El animal se paró en dos patas, cojeó, y el mayordomo haló por un revólver calibre 45: dijo que
iba a matarme. Le caí atrás para meterle la guataca por la cabeza no al caballo sino a él porque
se puso a ofenderme. Me amenazó con acusarme en el cuartel de Mataguá. ¿Qué hice yo? Le
dije a Bertico:
—Te quedas aquí solo si quieres, porque yo no sigo con esta gente.
Fui para mi casa, me lavé los brazos y me despedí de mi madrastra —mi papá estaba
divorciado de mamá—. Como mamá cuidaba a una viejita aquí en la calle de San Vicente, vine
para Santa Clara. Cuando llegué, me preguntó:
—Eh, ¿qué te pasa que te veo con ese bultico?
—Traigo la ropa porque allá no sigo. Tuve problemas con el mayoral y el mayordomo. Si
vienen buscándome, tú dices que no estoy aquí.
—No tengas pena, hijo, quería que estuvieras aquí pues eres el más chiquito y siempre he
tenido delirio contigo.
Entonces me dio una Coca Cola, un mantecadito que le vendió un pregonero, y dinero para
tomar café en el Chorrito del Hotel Suizo.
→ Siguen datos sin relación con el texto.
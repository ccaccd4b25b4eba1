// SPDX-License-Identifier: MIT OR Apache-2.0
//! Command definitions: the immutable records the registry stores.

use crate::context::Context;
use afd_result::CommandResult;
use afd_schema::Schema;
use serde::{Deserialize, Serialize};
use serde_json::Value;
use std::collections::BTreeSet;
use std::future::Future;
use std::pin::Pin;
use std::sync::Arc;

/// A boxed, type-erased handler future.
pub type HandlerFuture = Pin<Box<dyn Future<Output = CommandResult<Value>> + Send>>;

/// A command's handler: takes already-schema-parsed input and the
/// invocation context, returns a result envelope. Handlers never throw on
/// expected failure paths — they return `error(...)`; a panic is contained
/// by the invoker, not the handler.
pub type Handler = Arc<dyn Fn(Value, Arc<Context>) -> HandlerFuture + Send + Sync>;

/// The four surfaces a command may opt into. Defaults match §3: `palette`
/// and `agent` on by default, `mcp` and `cli` require explicit opt-in.
#[derive(Debug, Clone, Copy, PartialEq, Eq, Serialize, Deserialize)]
#[serde(rename_all = "camelCase")]
pub struct Exposure {
    /// Exposed to a command-palette style UI collaborator.
    pub palette: bool,
    /// Exposed to in-process agent callers.
    pub agent: bool,
    /// Exposed via the MCP `tools/list` / `tools/call` surface.
    pub mcp: bool,
    /// Exposed via the terminal CLI.
    pub cli: bool,
}

impl Default for Exposure {
    fn default() -> Self {
        Self {
            palette: true,
            agent: true,
            mcp: false,
            cli: false,
        }
    }
}

impl Exposure {
    /// Look up exposure for a named interface string (`"mcp"`, `"cli"`,
    /// `"palette"`, `"agent"`). `"direct"` is always exposed — it bypasses
    /// the gate entirely (see [`crate::registry::CommandRegistry`]).
    #[must_use]
    pub fn allows(&self, interface: &str) -> bool {
        match interface {
            "palette" => self.palette,
            "agent" => self.agent,
            "mcp" => self.mcp,
            "cli" => self.cli,
            _ => true,
        }
    }
}

/// An immutable, registered command. Construct with [`CommandDefinition::builder`].
#[derive(Clone)]
pub struct CommandDefinition {
    /// Unique, kebab-case name (see [`crate::name::validate_name`]).
    pub name: String,
    /// Human-readable description, shown by the help/docs bootstrap tools.
    pub description: String,
    /// Input schema used by the invoker before any middleware runs.
    pub input_schema: Arc<Schema>,
    /// The handler invoked once input is parsed and exposure/middleware
    /// have cleared.
    pub handler: Handler,
    /// Grouping used by `listByCategory`, the `grouped` tool strategy, and
    /// the `orphaned-category`/`missing-category` validator rules.
    pub category: Option<String>,
    /// Free-form tags used by `listByTags` and the help bootstrap tool.
    pub tags: BTreeSet<String>,
    /// Whether this command mutates state (surfaced in `_meta` and to
    /// confirmation UIs).
    pub mutation: bool,
    /// Whether this command is destructive and should be confirmed before
    /// the race window described in §4.5 closes.
    pub destructive: bool,
    /// Prompt shown to confirm a destructive action, if any.
    pub confirm_prompt: Option<String>,
    /// Whether an `undoCommand` is expected on successful results.
    pub undoable: bool,
    /// Command version, propagated into `metadata.commandVersion`.
    pub version: Option<String>,
    /// Marks the command for removal; still callable, but flagged in
    /// discovery output.
    pub deprecated: bool,
    /// Whether this command can hand off to a protocol upgrade endpoint
    /// (outside the core; see design notes).
    pub handoff: bool,
    /// Ordered prerequisite command names. Planning metadata only — never
    /// enforced by the invoker, only checked by the surface validator.
    pub requires: Vec<String>,
    /// Per-interface opt-in.
    pub expose: Exposure,
    /// Example invocations, surfaced by the docs bootstrap tool.
    pub examples: Vec<Value>,
    /// Free-text notes on side effects, surfaced by the docs bootstrap tool.
    pub side_effects: Vec<String>,
}

impl std::fmt::Debug for CommandDefinition {
    fn fmt(&self, f: &mut std::fmt::Formatter<'_>) -> std::fmt::Result {
        f.debug_struct("CommandDefinition")
            .field("name", &self.name)
            .field("category", &self.category)
            .field("mutation", &self.mutation)
            .field("destructive", &self.destructive)
            .field("expose", &self.expose)
            .finish_non_exhaustive()
    }
}

/// Builder for [`CommandDefinition`]; the only supported way to construct
/// one, matching §9's "replace decorator-based registration with an
/// explicit builder that returns an immutable record."
pub struct CommandDefinitionBuilder {
    name: String,
    description: String,
    input_schema: Arc<Schema>,
    handler: Handler,
    category: Option<String>,
    tags: BTreeSet<String>,
    mutation: bool,
    destructive: bool,
    confirm_prompt: Option<String>,
    undoable: bool,
    version: Option<String>,
    deprecated: bool,
    handoff: bool,
    requires: Vec<String>,
    expose: Exposure,
    examples: Vec<Value>,
    side_effects: Vec<String>,
}

impl CommandDefinition {
    /// Start building a command definition.
    pub fn builder(
        name: impl Into<String>,
        description: impl Into<String>,
        input_schema: Arc<Schema>,
        handler: Handler,
    ) -> CommandDefinitionBuilder {
        CommandDefinitionBuilder {
            name: name.into(),
            description: description.into(),
            input_schema,
            handler,
            category: None,
            tags: BTreeSet::new(),
            mutation: false,
            destructive: false,
            confirm_prompt: None,
            undoable: false,
            version: None,
            deprecated: false,
            handoff: false,
            requires: Vec::new(),
            expose: Exposure::default(),
            examples: Vec::new(),
            side_effects: Vec::new(),
        }
    }
}

impl CommandDefinitionBuilder {
    /// Set the category.
    #[must_use]
    pub fn category(mut self, category: impl Into<String>) -> Self {
        self.category = Some(category.into());
        self
    }

    /// Add one tag.
    #[must_use]
    pub fn tag(mut self, tag: impl Into<String>) -> Self {
        self.tags.insert(tag.into());
        self
    }

    /// Mark as a mutating command.
    #[must_use]
    pub fn mutation(mut self, mutation: bool) -> Self {
        self.mutation = mutation;
        self
    }

    /// Mark as destructive, with a confirmation prompt.
    #[must_use]
    pub fn destructive(mut self, confirm_prompt: impl Into<String>) -> Self {
        self.destructive = true;
        self.confirm_prompt = Some(confirm_prompt.into());
        self
    }

    /// Mark as undoable.
    #[must_use]
    pub fn undoable(mut self, undoable: bool) -> Self {
        self.undoable = undoable;
        self
    }

    /// Set the command version.
    #[must_use]
    pub fn version(mut self, version: impl Into<String>) -> Self {
        self.version = Some(version.into());
        self
    }

    /// Mark as deprecated.
    #[must_use]
    pub fn deprecated(mut self, deprecated: bool) -> Self {
        self.deprecated = deprecated;
        self
    }

    /// Mark as a handoff command.
    #[must_use]
    pub fn handoff(mut self, handoff: bool) -> Self {
        self.handoff = handoff;
        self
    }

    /// Add a prerequisite command name.
    #[must_use]
    pub fn requires(mut self, name: impl Into<String>) -> Self {
        self.requires.push(name.into());
        self
    }

    /// Override the exposure map (defaults to palette+agent only).
    #[must_use]
    pub fn expose(mut self, expose: Exposure) -> Self {
        self.expose = expose;
        self
    }

    /// Add an example invocation.
    #[must_use]
    pub fn example(mut self, example: Value) -> Self {
        self.examples.push(example);
        self
    }

    /// Add a side-effect note.
    #[must_use]
    pub fn side_effect(mut self, note: impl Into<String>) -> Self {
        self.side_effects.push(note.into());
        self
    }

    /// Finish building. Does not validate the name or `requires` — that
    /// happens at [`crate::registry::CommandRegistry::register`] time.
    #[must_use]
    pub fn build(self) -> CommandDefinition {
        CommandDefinition {
            name: self.name,
            description: self.description,
            input_schema: self.input_schema,
            handler: self.handler,
            category: self.category,
            tags: self.tags,
            mutation: self.mutation,
            destructive: self.destructive,
            confirm_prompt: self.confirm_prompt,
            undoable: self.undoable,
            version: self.version,
            deprecated: self.deprecated,
            handoff: self.handoff,
            requires: self.requires,
            expose: self.expose,
            examples: self.examples,
            side_effects: self.side_effects,
        }
    }
}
Cuando volvía, me encontré a un amigo que iba al
campo y le hacía mandados a un señor llamado Felín Arnay. Él le contó lo que había pasado, y
el señor me preguntó:
—¿No tienes trabajo ahora?
—No.
—¿Quieres trabajar conmigo a partir de mañana?
—¿Cuánto pagan?
—Quince pesos, la comida y ropa limpia.
—Está bien, pero tiene que ir donde está mi mamá, no vaya a ser que no esté de acuerdo.
—Está bien. Vamos a ver la dirección, y así te llevo a mi casa. Te quedas allí esta noche y
mañana temprano empiezas a trabajar conmigo.
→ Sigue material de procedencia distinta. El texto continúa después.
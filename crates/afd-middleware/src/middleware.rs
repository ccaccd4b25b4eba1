// SPDX-License-Identifier: MIT OR Apache-2.0
//! The [`Middleware`] trait and the onion composition that chains
//! instances together around a command handler.

use afd_registry::{Context, Handler};
use afd_result::CommandResult;
use async_trait::async_trait;
use serde_json::Value;
use std::sync::Arc;

/// One layer of the onion. Implementations call `next.run(ctx, input)` to
/// continue the chain, or return a result directly to short-circuit —
/// neither choice requires touching the layers around it.
#[async_trait]
pub trait Middleware: Send + Sync {
    /// Run this layer, then either continue via `next` or short-circuit.
    async fn handle(&self, ctx: Arc<Context>, input: Value, next: Next) -> CommandResult<Value>;

    /// Short name used in tracing spans and error details.
    fn name(&self) -> &'static str;
}

/// The remainder of the middleware chain plus the terminal handler, handed
/// to each [`Middleware::handle`] call. Cloning is cheap — the chain and
/// handler are both reference-counted.
#[derive(Clone)]
pub struct Next {
    chain: Arc<[Arc<dyn Middleware>]>,
    index: usize,
    handler: Handler,
}

impl Next {
    /// Build a `Next` that starts at the first layer of `chain`.
    #[must_use]
    pub fn new(chain: Arc<[Arc<dyn Middleware>]>, handler: Handler) -> Self {
        Self {
            chain,
            index: 0,
            handler,
        }
    }

    /// Run the next layer, or the terminal handler once the chain is
    /// exhausted.
    pub async fn run(self, ctx: Arc<Context>, input: Value) -> CommandResult<Value> {
        match self.chain.get(self.index) {
            Some(layer) => {
                let layer = Arc::clone(layer);
                let next = Next {
                    chain: self.chain,
                    index: self.index + 1,
                    handler: self.handler,
                };
                layer.handle(ctx, input, next).await
            }
            None => (self.handler)(input, ctx).await,
        }
    }
}

#[cfg(test)]
mod tests {
    use super::*;
    use afd_registry::Interface;
    use afd_result::success;

    struct Tagging(&'static str);

    #[async_trait]
    impl Middleware for Tagging {
        async fn handle(&self, ctx: Arc<Context>, input: Value, next: Next) -> CommandResult<Value> {
            let mut result = next.run(ctx, input).await;
            if let Some(data) = result.data.as_mut() {
                if let Some(tags) = data.get_mut("tags").and_then(Value::as_array_mut) {
                    tags.push(Value::String(self.0.to_string()));
                }
            }
            result
        }

        fn name(&self) -> &'static str {
            self.0
        }
    }

    fn echo_handler() -> Handler {
        Arc::new(|input, _ctx| {
            Box::pin(async move { success(serde_json::json!({"tags": [], "echo": input})) })
                as afd_registry::HandlerFuture
        })
    }

    #[tokio::test]
    async fn chain_runs_layers_outermost_first() {
        let chain: Arc<[Arc<dyn Middleware>]> = Arc::from(vec![
            Arc::new(Tagging("outer")) as Arc<dyn Middleware>,
            Arc::new(Tagging("inner")) as Arc<dyn Middleware>,
        ]);
        let next = Next::new(chain, echo_handler());
        let ctx = Arc::new(Context::new(Interface::Direct));
        let result = next.run(ctx, Value::Null).await;
        let tags = result.data.unwrap()["tags"].clone();
        // inner runs closer to the handler, so it appends first.
        assert_eq!(tags, serde_json::json!(["inner", "outer"]));
    }

    #[tokio::test]
    async fn empty_chain_calls_handler_directly() {
        let chain: Arc<[Arc<dyn Middleware>]> = Arc::from(Vec::new());
        let next = Next::new(chain, echo_handler());
        let ctx = Arc::new(Context::new(Interface::Direct));
        let result = next.run(ctx, serde_json::json!(42)).await;
        assert_eq!(result.data.unwrap()["echo"], serde_json::json!(42));
    }
}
Mi mamá dijo que sí, que cómo no, ¿ya entiende?, pero que me cuidara porque no tenía
conocimiento del pueblo; que por la noche fuera a dormir con ella. Arnay vendía galletas y
pomos de caramelo. Y así empecé a trabajar con él en el carro hasta la edad de diecisiete años.
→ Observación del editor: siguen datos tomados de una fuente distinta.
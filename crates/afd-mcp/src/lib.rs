// SPDX-License-Identifier: MIT OR Apache-2.0
//! MCP server: JSON-RPC 2.0 over HTTP POST `/message`, streaming progress
//! over SSE `GET /sse` (§4.5, §6).
//!
//! A session is opened by connecting to `/sse`; the server hands back a
//! session id as the stream's first frame. Subsequent `/message` POSTs carry
//! that id as a query parameter and are correlated to the open stream for
//! `tool_start`/`token`/`tool_end`/`done` events. A `/message` POST with no
//! matching session still completes synchronously — streaming is optional.

#![deny(unsafe_code)]

pub mod bootstrap;
pub mod rpc;
pub mod tools;
pub mod validate;

use afd_registry::{CancellationToken, CommandRegistry, Context, Emission, Interface};
use afd_middleware::Invoker;
use axum::{
    extract::{Query, State},
    http::StatusCode,
    response::sse::{Event as SseEvent, KeepAlive, Sse},
    response::{IntoResponse, Response},
    routing::{get, post},
    Json, Router,
};
use rpc::{JsonRpcError, JsonRpcRequest, JsonRpcResponse, INVALID_PARAMS, METHOD_NOT_FOUND};
use serde_json::{json, Value};
use std::collections::HashMap;
use std::convert::Infallible;
use std::sync::Arc;
use std::time::Instant;
use std::pin::Pin;
use std::task::{Context as TaskContext, Poll};
use tokio::sync::{mpsc, Mutex};
use tokio_stream::wrappers::UnboundedReceiverStream;
use tokio_stream::Stream;
use tools::ToolStrategy;
use tracing::warn;

/// Per-session SSE state: the frame sender and a token that cancels every
/// in-flight invocation on that session when the stream is dropped.
struct Session {
    tx: mpsc::UnboundedSender<SseEvent>,
    cancellation: CancellationToken,
}

type Sessions = Arc<Mutex<HashMap<String, Session>>>;

/// Shared server state, cloned cheaply into every handler.
#[derive(Clone)]
pub struct AppState {
    registry: Arc<CommandRegistry>,
    invoker: Arc<Invoker>,
    tool_strategy: ToolStrategy,
    name: String,
    version: String,
    sessions: Sessions,
}

impl AppState {
    /// Build server state over an already-constructed registry (see
    /// [`bootstrap::build_registry`]) and its matching invoker.
    #[must_use]
    pub fn new(name: impl Into<String>, version: impl Into<String>, registry: Arc<CommandRegistry>, invoker: Arc<Invoker>, tool_strategy: ToolStrategy) -> Self {
        Self {
            registry,
            invoker,
            tool_strategy,
            name: name.into(),
            version: version.into(),
            sessions: Arc::new(Mutex::new(HashMap::new())),
        }
    }
}

/// A failure that short-circuits before any JSON-RPC handling (bad body,
/// wrong content type). Distinct from a JSON-RPC protocol error, which still
/// returns `200 OK` with an `error` envelope per spec.
pub struct ApiError {
    status: StatusCode,
    message: String,
}

impl ApiError {
    fn new(status: StatusCode, message: impl Into<String>) -> Self {
        Self { status, message: message.into() }
    }
}

impl IntoResponse for ApiError {
    fn into_response(self) -> Response {
        (self.status, Json(json!({"error": self.message}))).into_response()
    }
}

/// Build the Axum router: `/health`, `/sse`, `/message`.
#[must_use]
pub fn build_app(state: AppState) -> Router {
    Router::new()
        .route("/health", get(health))
        .route("/sse", get(open_sse))
        .route("/message", post(handle_message))
        .with_state(Arc::new(state))
}

async fn health(State(state): State<Arc<AppState>>) -> impl IntoResponse {
    Json(json!({"status": "ok", "name": state.name, "version": state.version}))
}

#[derive(serde::Deserialize)]
struct SessionQuery {
    session: Option<String>,
}

async fn open_sse(
    State(state): State<Arc<AppState>>,
    Query(query): Query<SessionQuery>,
) -> Sse<GuardedStream<UnboundedReceiverStream<SseEvent>>> {
    let session_id = query.session.unwrap_or_else(|| uuid::Uuid::new_v4().to_string());
    let (tx, rx) = mpsc::unbounded_channel();
    let cancellation = CancellationToken::new();

    let endpoint = SseEvent::default().event("endpoint").data(json!({"sessionId": session_id}).to_string());
    let _ = tx.send(endpoint);

    state.sessions.lock().await.insert(session_id.clone(), Session { tx, cancellation });

    let guard = SessionGuard { sessions: state.sessions.clone(), id: session_id };
    let stream = GuardedStream { inner: UnboundedReceiverStream::new(rx), _guard: guard };

    Sse::new(stream).keep_alive(KeepAlive::default())
}

/// Drops the session from the shared map (and cancels in-flight calls via
/// the session's own token) once its SSE stream is no longer being polled —
/// covers both a clean client disconnect and the stream's own completion.
struct SessionGuard {
    sessions: Sessions,
    id: String,
}

impl Drop for SessionGuard {
    fn drop(&mut self) {
        let sessions = self.sessions.clone();
        let id = self.id.clone();
        tokio::spawn(async move {
            if let Some(session) = sessions.lock().await.remove(&id) {
                session.cancellation.cancel();
            }
        });
    }
}

/// Wraps an SSE frame stream with a value whose `Drop` runs only once the
/// stream itself is dropped (client disconnect, or `axum` tearing down the
/// response body).
struct GuardedStream<S> {
    inner: S,
    _guard: SessionGuard,
}

impl<S> Stream for GuardedStream<S>
where
    S: Stream<Item = SseEvent> + Unpin,
{
    type Item = Result<SseEvent, Infallible>;

    fn poll_next(self: Pin<&mut Self>, cx: &mut TaskContext<'_>) -> Poll<Option<Self::Item>> {
        Pin::new(&mut self.get_mut().inner).poll_next(cx).map(|opt| opt.map(Ok))
    }
}

async fn handle_message(
    State(state): State<Arc<AppState>>,
    Query(query): Query<SessionQuery>,
    body: Result<Json<JsonRpcRequest>, axum::extract::rejection::JsonRejection>,
) -> Result<Json<JsonRpcResponse>, ApiError> {
    let Json(request) = body.map_err(|e| ApiError::new(StatusCode::BAD_REQUEST, format!("malformed JSON-RPC request: {e}")))?;

    let id = request.id.clone().unwrap_or(Value::Null);
    let session = match &query.session {
        Some(session_id) => state.sessions.lock().await.get(session_id).map(|s| (s.tx.clone(), s.cancellation.clone())),
        None => None,
    };

    let response = dispatch(&state, request, session).await;
    Ok(Json(response))
}

async fn dispatch(state: &AppState, request: JsonRpcRequest, session: Option<(mpsc::UnboundedSender<SseEvent>, CancellationToken)>) -> JsonRpcResponse {
    let id = request.id.unwrap_or(Value::Null);

    match request.method.as_str() {
        "initialize" => JsonRpcResponse::success(
            id,
            json!({
                "name": state.name,
                "version": state.version,
                "capabilities": {"tools": {"listChanged": false}},
            }),
        ),
        "ping" => JsonRpcResponse::success(id, json!({})),
        "shutdown" => JsonRpcResponse::success(id, Value::Null),
        "tools/list" => {
            let tools = tools::list_tools(&state.registry, state.tool_strategy);
            JsonRpcResponse::success(id, json!({"tools": tools}))
        }
        "tools/call" => handle_tools_call(state, id, request.params, session).await,
        _ => JsonRpcResponse::failure(id, JsonRpcError::new(METHOD_NOT_FOUND, format!("unknown method '{}'", request.method))),
    }
}

async fn handle_tools_call(
    state: &AppState,
    id: Value,
    params: Value,
    session: Option<(mpsc::UnboundedSender<SseEvent>, CancellationToken)>,
) -> JsonRpcResponse {
    let Some(tool_name) = params.get("name").and_then(Value::as_str) else {
        return JsonRpcResponse::failure(id, JsonRpcError::new(INVALID_PARAMS, "tools/call requires a string 'name'"));
    };
    let args = params.get("arguments").cloned().unwrap_or(Value::Null);

    let (command_name, command_args) = match tools::resolve_call(&state.registry, state.tool_strategy, tool_name, args) {
        Ok(resolved) => resolved,
        Err(message) => return JsonRpcResponse::failure(id, JsonRpcError::new(INVALID_PARAMS, message)),
    };

    let def = state.registry.get(&command_name).cloned_definition_fields();

    let mut ctx = Context::new(Interface::Mcp);
    if let Some((tx, cancellation)) = &session {
        ctx.cancellation = cancellation.clone();
        let (emit_tx, mut emit_rx) = mpsc::unbounded_channel::<Emission>();
        ctx = ctx.with_emitter(emit_tx);
        let forward_tx = tx.clone();
        tokio::spawn(async move {
            while let Some(emission) = emit_rx.recv().await {
                let frame = SseEvent::default().event(emission.event).data(emission.payload.to_string());
                let _ = forward_tx.send(frame);
            }
        });
    }

    if let Some((tx, _)) = &session {
        let _ = tx.send(SseEvent::default().event("tool_start").data(json!({"name": command_name, "args": command_args}).to_string()));
    }

    let started = Instant::now();
    let result = state.invoker.invoke(&command_name, command_args, ctx).await;
    let latency_ms = u64::try_from(started.elapsed().as_millis()).unwrap_or(u64::MAX);

    if let Some((tx, _)) = &session {
        let metadata = def.as_ref().map(|d| {
            json!({
                "destructive": d.destructive,
                "confirmPrompt": d.confirm_prompt,
                "mutation": d.mutation,
                "tags": d.tags,
            })
        });
        let _ = tx.send(
            SseEvent::default()
                .event("tool_end")
                .data(json!({"name": command_name, "result": result, "latencyMs": latency_ms, "metadata": metadata}).to_string()),
        );
        let _ = tx.send(SseEvent::default().event("done").data(json!({"totalToolLatencyMs": latency_ms}).to_string()));
    }

    let result_json = serde_json::to_value(&result).unwrap_or_else(|e| {
        warn!(error = %e, "failed to serialize command result");
        json!({"success": false, "error": {"code": "INTERNAL_ERROR", "message": "result serialization failed", "retryable": false}})
    });

    JsonRpcResponse::success(id, result_json)
}

/// Lightweight snapshot of the definition fields `tool_end` metadata needs,
/// decoupled from the handler closure so it can be cloned out of the
/// registry borrow before the `await` above.
struct DefSnapshot {
    destructive: bool,
    confirm_prompt: Option<String>,
    mutation: bool,
    tags: Vec<String>,
}

trait DefinitionLookup {
    fn cloned_definition_fields(&self) -> Option<DefSnapshot>;
}

impl DefinitionLookup for Option<&afd_registry::CommandDefinition> {
    fn cloned_definition_fields(&self) -> Option<DefSnapshot> {
        self.map(|def| DefSnapshot {
            destructive: def.destructive,
            confirm_prompt: def.confirm_prompt.clone(),
            mutation: def.mutation,
            tags: def.tags.iter().cloned().collect(),
        })
    }
}

#[cfg(test)]
mod tests {
    use super::*;
    use afd_middleware::Invoker;
    use afd_registry::{CommandDefinition, Exposure, HandlerFuture};
    use afd_result::success;
    use afd_schema::Schema;
    use axum::body::Body;
    use axum::http::Request;
    use http_body_util::BodyExt;
    use tower::ServiceExt;

    fn test_registry() -> Arc<CommandRegistry> {
        let mut reg = CommandRegistry::new();
        let schema = Arc::new(Schema::from_value(json!({"type": "object", "properties": {"title": {"type": "string"}}, "required": ["title"]})).unwrap());
        let handler: afd_registry::Handler = Arc::new(|input, _ctx| Box::pin(async move { success(input) }) as HandlerFuture);
        reg.register(
            CommandDefinition::builder("todo-create", "create a new todo item for the user", schema, handler)
                .category("todo")
                .mutation(true)
                .expose(Exposure { palette: true, agent: true, mcp: true, cli: false })
                .build(),
        )
        .unwrap();
        Arc::new(reg)
    }

    fn test_state() -> AppState {
        let registry = test_registry();
        let invoker = Arc::new(Invoker::new(registry.clone()));
        AppState::new("afd", "0.1.0", registry, invoker, ToolStrategy::Individual)
    }

    async fn post_rpc(app: Router, body: Value) -> Value {
        let response = app
            .oneshot(
                Request::builder()
                    .method("POST")
                    .uri("/message")
                    .header("content-type", "application/json")
                    .body(Body::from(body.to_string()))
                    .unwrap(),
            )
            .await
            .unwrap();
        let bytes = response.into_body().collect().await.unwrap().to_bytes();
        serde_json::from_slice(&bytes).unwrap()
    }

    #[tokio::test]
    async fn health_reports_server_identity() {
        let app = build_app(test_state());
        let response = app.oneshot(Request::builder().uri("/health").body(Body::empty()).unwrap()).await.unwrap();
        assert_eq!(response.status(), StatusCode::OK);
        let bytes = response.into_body().collect().await.unwrap().to_bytes();
        let body: Value = serde_json::from_slice(&bytes).unwrap();
        assert_eq!(body["name"], "afd");
    }

    #[tokio::test]
    async fn initialize_returns_server_identity() {
        let app = build_app(test_state());
        let body = post_rpc(app, json!({"jsonrpc": "2.0", "id": 1, "method": "initialize"})).await;
        assert_eq!(body["result"]["name"], "afd");
        assert!(body.get("error").is_none());
    }

    #[tokio::test]
    async fn tools_list_reflects_registry() {
        let app = build_app(test_state());
        let body = post_rpc(app, json!({"jsonrpc": "2.0", "id": 1, "method": "tools/list"})).await;
        let tools = body["result"]["tools"].as_array().unwrap();
        assert!(tools.iter().any(|t| t["name"] == "todo-create"));
    }

    #[tokio::test]
    async fn tools_call_invokes_command_and_returns_envelope() {
        let app = build_app(test_state());
        let body = post_rpc(
            app,
            json!({"jsonrpc": "2.0", "id": 1, "method": "tools/call", "params": {"name": "todo-create", "arguments": {"title": "Buy milk"}}}),
        )
        .await;
        assert_eq!(body["result"]["success"], true);
        assert_eq!(body["result"]["data"]["title"], "Buy milk");
    }

    #[tokio::test]
    async fn tools_call_failure_is_a_normal_result_not_a_protocol_error() {
        let app = build_app(test_state());
        let body = post_rpc(
            app,
            json!({"jsonrpc": "2.0", "id": 1, "method": "tools/call", "params": {"name": "todo-create", "arguments": {}}}),
        )
        .await;
        assert!(body.get("error").is_none());
        assert_eq!(body["result"]["success"], false);
        assert_eq!(body["result"]["error"]["code"], "VALIDATION_ERROR");
    }

    #[tokio::test]
    async fn unknown_method_is_a_protocol_error() {
        let app = build_app(test_state());
        let body = post_rpc(app, json!({"jsonrpc": "2.0", "id": 1, "method": "nope"})).await;
        assert_eq!(body["error"]["code"], METHOD_NOT_FOUND);
        assert!(body.get("result").is_none());
    }

    #[tokio::test]
    async fn ping_is_housekeeping() {
        let app = build_app(test_state());
        let body = post_rpc(app, json!({"jsonrpc": "2.0", "id": 1, "method": "ping"})).await;
        assert_eq!(body["result"], json!({}));
    }
}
Era su ayudante: llevaba galletas a las tiendas; iba a Falcón, a la fábrica, y cargaba.
A los diecisiete años ya tenía noción de las mujeres. Me enamoré de una muchacha y quedé en
verme con ella por la noche en la esquina de San Miguel y Maceo. Ahí me recosté a un palo de
la luz y vi venir a un policía llamado Gómez, que me mostró un carnet. Le pregunté qué
pretendía, y me dijo:
—Usted puso un letrero del 26 de Julio —eso fue en el año 1957—. Me tiene que acompañar.
Sacó un vergajo enrollado de material con una bola de bronce en la punta, me enseñó el
revólver y me amenazó:
—Me tienes que acompañar porque vas preso y tienes que ir adonde tú pusiste el letrero.
Me cogió la mano derecha y me obligó a pasar el «deo» contra el letrero. Yo soy zurdo, y él
me obligó a hacerlo con la otra mano. Luego me llevó al Hotel Modelo, me registró en los
servicios del hotel y dejó caer un creyón de pintar sacos en mi bolsillo, sin que me diera cuenta.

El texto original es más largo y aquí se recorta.